Strong vibrational exciton coupling effects in polarized IR spectra of the hydrogen bond in 2-thiopyridone crystals

Abstract

This paper presents the results of investigation on polarized IR spectra of the hydrogen bond in 2-thiopyridone crystals. The spectra were measured in the frequency range of the N H and N D bond stretching vibrations, for two different crystalline forms, having developed ab or bc crystal faces. The spectra exhibited extremely strong vibrational exciton coupling effects characterized by a large Davydov- splitting ( correlation field splitting), whose existence was confirmed by a strong difference between the polarized spectra of the two forms of 2-thiopyridone crystals. It was shown that extremely strong exciton interactions involving the translationally non-equivalent hydrogen bonds in the unit cell are responsible for these effects. Isotopic dilution in the crystals caused the disappearance of the spectral effects, ascribed to the inter-dimer exciton couplings, and the simultaneous retaining of the dimeric character of the “ residual” ν N H and ν N D bands. This spectral behavior of the isotopically diluted crystals was interpreted as the result of the dynamical co-operative interactions involving the hydrogen bonds in the lattice.
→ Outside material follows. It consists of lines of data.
// 该文件是 Shanan （山南西风） 项目的一部分。
// src/encode.rs - 图像到输入张量的编码
//
// 本文件根据 Apache 许可证第 2.0 版（以下简称“许可证”）授权使用；
// 除非遵守该许可证条款，否则您不得使用本文件。
// 您可通过以下网址获取许可证副本：
// http://www.apache.org/licenses/LICENSE-2.0
// 除非适用法律要求或书面同意，根据本许可协议分发的软件均按“原样”提供，
// 不附带任何形式的明示或暗示的保证或条件。
// 有关许可权限与限制的具体条款，请参阅本许可协议。
//
// Copyright (C) 2026 Johann Li <me@qinka.pro>, Wareless Group

use std::collections::HashMap;

use tracing::{debug, error};

use crate::{
  ClassifyError,
  frame::{PixelImage, unpack_rgb},
  model::{EncodingMode, Framework, ModelSpec, RGB_CHANNELS, TensorByteOrder},
};

mod yuv420sp;
pub use self::yuv420sp::{ChromaOrder, Yuv420SpPacker};

const IMAGE_MEAN: f32 = 0.0;
const IMAGE_STD: f32 = 255.0;

/// 交给推理边界的输入字节
#[derive(Debug, Clone, PartialEq, Eq)]
pub struct InputTensor {
  data: Box<[u8]>,
}

impl InputTensor {
  pub fn len(&self) -> usize {
    self.data.len()
  }

  pub fn is_empty(&self) -> bool {
    self.data.is_empty()
  }

  pub fn as_bytes(&self) -> &[u8] {
    &self.data
  }

  /// 按给定字节序把字节还原为 f32 序列，多余的尾部字节被忽略
  pub fn to_f32_vec(&self, order: TensorByteOrder) -> Vec<f32> {
    self
      .data
      .chunks_exact(4)
      .map(|c| order.read_f32([c[0], c[1], c[2], c[3]]))
      .collect()
  }
}

impl From<Vec<u8>> for InputTensor {
  fn from(data: Vec<u8>) -> Self {
    Self {
      data: data.into_boxed_slice(),
    }
  }
}

impl AsRef<[u8]> for InputTensor {
  fn as_ref(&self) -> &[u8] {
    &self.data
  }
}

/// 加速器原生像素格式的打包器
pub trait NativePacker: Send + Sync {
  fn pack(
    &self,
    image: &dyn PixelImage,
    width: u32,
    height: u32,
  ) -> Result<Vec<u8>, ClassifyError>;
}

/// 图像编码器，按 `EncodingMode` 分派
pub struct TensorEncoder {
  native: HashMap<Framework, Box<dyn NativePacker>>,
  native_fallback: Option<Box<dyn NativePacker>>,
}

impl Default for TensorEncoder {
  fn default() -> Self {
    Self::float_only().with_native_fallback(Yuv420SpPacker::default())
  }
}

impl TensorEncoder {
  /// 只支持浮点平面编码的编码器
  pub fn float_only() -> Self {
    Self {
      native: HashMap::new(),
      native_fallback: None,
    }
  }

  pub fn with_native(mut self, framework: Framework, packer: impl NativePacker + 'static) -> Self {
    self.native.insert(framework, Box::new(packer));
    self
  }

  /// 没有为框架单独注册打包器时使用
  pub fn with_native_fallback(mut self, packer: impl NativePacker + 'static) -> Self {
    self.native_fallback = Some(Box::new(packer));
    self
  }

  pub fn encode<I: PixelImage>(&self, image: &I, spec: &ModelSpec) -> Result<InputTensor, ClassifyError> {
    spec.validate()?;
    match spec.encoding_mode {
      EncodingMode::RawFloatPlanar => encode_float_planar(image, spec),
      EncodingMode::AcceleratorNative => self.encode_native(image, spec),
    }
  }

  fn encode_native<I: PixelImage>(&self, image: &I, spec: &ModelSpec) -> Result<InputTensor, ClassifyError> {
    let packer = self
      .native
      .get(&spec.framework)
      .or(self.native_fallback.as_ref())
      .ok_or_else(|| {
        error!("没有可用的原生编码器, 框架: {}", spec.framework);
        ClassifyError::EncodingUnsupported {
          mode: spec.encoding_mode,
          framework: spec.framework.to_string(),
        }
      })?;

    let data = packer.pack(image, spec.input_width, spec.input_height)?;
    debug!("原生编码完成, 字节数: {}", data.len());
    Ok(InputTensor::from(data))
  }
}

fn normalize(raw: u8) -> f32 {
  (raw as f32 - IMAGE_MEAN) / IMAGE_STD
}

/// 浮点平面编码
///
/// 像素按源图像的行主序逐个读取，共读取 `input_width * input_height` 个；
/// 第 k 个像素写到每个平面的第 k 个位置。平面写出顺序由 `PlaneOrder` 决定。
fn encode_float_planar<I: PixelImage>(image: &I, spec: &ModelSpec) -> Result<InputTensor, ClassifyError> {
  let count = spec.pixel_count();
  let available = image.pixel_count();
  if available < count {
    error!("图像像素不足: 需要 {}, 实际 {}", count, available);
    return Err(ClassifyError::OutOfBoundsRead {
      required: count,
      available,
    });
  }

  let stride = image.width() as usize;
  let mut planes: [Vec<f32>; RGB_CHANNELS as usize] = std::array::from_fn(|_| Vec::with_capacity(count));
  for index in 0..count {
    let x = (index % stride) as u32;
    let y = (index / stride) as u32;
    let rgb = unpack_rgb(image.pixel(x, y));
    for (plane, raw) in planes.iter_mut().zip(rgb) {
      plane.push(normalize(raw));
    }
  }

  let mut data = Vec::with_capacity(spec.float_tensor_len());
  for channel in spec.plane_order.channels() {
    for &value in &planes[channel] {
      data.extend_from_slice(&spec.byte_order.write_f32(value));
    }
  }

  debug!(
    "浮点平面编码完成: {}x{}, 字节数: {}",
    spec.input_width,
    spec.input_height,
    data.len()
  );
  Ok(InputTensor::from(data))
}

#[cfg(test)]
mod tests {
  use proptest::prelude::*;

  use super::*;
  use crate::{
    frame::{PackedFrame, pack_argb},
    model::{Labels, PlaneOrder},
  };

  fn spec(width: u32, height: u32) -> ModelSpec {
    ModelSpec::new(width, height, ["a", "b", "c"].into_iter().collect::<Labels>())
  }

  fn assert_close(actual: f32, expected: f32) {
    assert!(
      (actual - expected).abs() < 1e-6,
      "expected {}, got {}",
      expected,
      actual
    );
  }

  #[test]
  fn solid_color_fills_each_plane() {
    let frame = PackedFrame::solid(4, 3, 128, 64, 32);
    let tensor = TensorEncoder::default().encode(&frame, &spec(4, 3)).unwrap();
    assert_eq!(tensor.len(), 4 * 3 * 3 * 4);

    let values = tensor.to_f32_vec(TensorByteOrder::Little);
    let (r, rest) = values.split_at(12);
    let (g, b) = rest.split_at(12);
    r.iter().for_each(|&v| assert_close(v, 128.0 / 255.0));
    g.iter().for_each(|&v| assert_close(v, 64.0 / 255.0));
    b.iter().for_each(|&v| assert_close(v, 32.0 / 255.0));
  }

  #[test]
  fn legacy_plane_order_swaps_second_and_third_planes() {
    let frame = PackedFrame::solid(2, 2, 128, 64, 32);
    let spec = spec(2, 2).plane_order(PlaneOrder::Rbg);
    let values = TensorEncoder::default()
      .encode(&frame, &spec)
      .unwrap()
      .to_f32_vec(TensorByteOrder::Little);
    assert_close(values[0], 128.0 / 255.0);
    assert_close(values[4], 32.0 / 255.0);
    assert_close(values[8], 64.0 / 255.0);
  }

  #[test]
  fn planes_follow_row_major_pixel_order() {
    // 每个像素的 R 通道等于其行主序下标
    let frame = PackedFrame::from_fn(3, 2, |x, y| pack_argb(0xFF, (y * 3 + x) as u8, 0, 0));
    let values = TensorEncoder::default()
      .encode(&frame, &spec(3, 2))
      .unwrap()
      .to_f32_vec(TensorByteOrder::Little);
    for (k, &v) in values[..6].iter().enumerate() {
      assert_close(v, k as f32 / 255.0);
    }
  }

  #[test]
  fn big_endian_output_is_pinned() {
    let frame = PackedFrame::solid(1, 1, 255, 0, 0);
    let spec = spec(1, 1).byte_order(TensorByteOrder::Big);
    let tensor = TensorEncoder::default().encode(&frame, &spec).unwrap();
    assert_eq!(&tensor.as_bytes()[..4], &1.0f32.to_be_bytes());
  }

  #[test]
  fn too_few_pixels_is_an_error() {
    let frame = PackedFrame::solid(2, 2, 1, 2, 3);
    let err = TensorEncoder::default().encode(&frame, &spec(3, 3)).unwrap_err();
    assert!(matches!(
      err,
      ClassifyError::OutOfBoundsRead {
        required: 9,
        available: 4
      }
    ));
  }

  #[test]
  fn larger_image_reads_only_required_pixels() {
    let frame = PackedFrame::solid(5, 5, 10, 20, 30);
    let tensor = TensorEncoder::default().encode(&frame, &spec(2, 2)).unwrap();
    assert_eq!(tensor.len(), 2 * 2 * 3 * 4);
  }

  #[test]
  fn invalid_spec_fails_before_encoding() {
    let frame = PackedFrame::solid(2, 2, 1, 2, 3);
    let spec = ModelSpec::new(2, 2, Labels::default());
    assert!(matches!(
      TensorEncoder::default().encode(&frame, &spec),
      Err(ClassifyError::InvalidModelSpec(_))
    ));
  }

  #[test]
  fn native_mode_without_packer_is_unsupported() {
    let frame = PackedFrame::solid(2, 2, 1, 2, 3);
    let spec = spec(2, 2).encoding_mode(EncodingMode::AcceleratorNative);
    assert!(matches!(
      TensorEncoder::float_only().encode(&frame, &spec),
      Err(ClassifyError::EncodingUnsupported { .. })
    ));
  }

  struct FixedPacker(u8);

  impl NativePacker for FixedPacker {
    fn pack(&self, _: &dyn PixelImage, width: u32, height: u32) -> Result<Vec<u8>, ClassifyError> {
      Ok(vec![self.0; (width * height) as usize])
    }
  }

  #[test]
  fn native_mode_dispatches_on_framework() {
    let encoder = TensorEncoder::float_only()
      .with_native(Framework::TensorFlow, FixedPacker(7))
      .with_native_fallback(FixedPacker(1));
    let frame = PackedFrame::solid(2, 2, 1, 2, 3);

    let tf = spec(2, 2)
      .encoding_mode(EncodingMode::AcceleratorNative)
      .framework(Framework::TensorFlow);
    assert_eq!(encoder.encode(&frame, &tf).unwrap().as_bytes(), &[7; 4]);

    let caffe = tf.clone().framework(Framework::Caffe);
    assert_eq!(encoder.encode(&frame, &caffe).unwrap().as_bytes(), &[1; 4]);
  }

  proptest! {
    #[test]
    fn float_tensor_has_fixed_length(
      width in 1u32..24,
      height in 1u32..24,
      seed in any::<u32>(),
    ) {
      let frame = PackedFrame::from_fn(width, height, |x, y| seed ^ (x * 31 + y * 17));
      let spec = spec(width, height);
      let encoder = TensorEncoder::default();
      let first = encoder.encode(&frame, &spec).unwrap();
      prop_assert_eq!(first.len(), (width * height * 3 * 4) as usize);
      let second = encoder.encode(&frame, &spec).unwrap();
      prop_assert_eq!(first, second);
    }
  }
}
These interactions lead to a non-random distribution of the protons and deuterons in the cyclic hydrogen bond dimeric systems and in consequence to the so-called H/D isotopic “ self- organization” effects in the crystal spectra. The fine structure of the “ residual” ν N H and ν N D bands is also influenced by such non-conventional spectral effects as the selection rule breaking for IR transitions, as well as the “ reversal” exciton coupling effect for centrosymmetric hydrogen bonded dimers. This statement is supported by model calculations of the analyzed band shapes. They are performed in terms of the “ strong- coupling” theory which assumes a strong anharmonic coupling involving different frequency hydrogen bond normal vibrations in the dimers, namely the high-frequency N H stretching and the low-frequency ν N⋯S hydrogen bond stretching vibrations.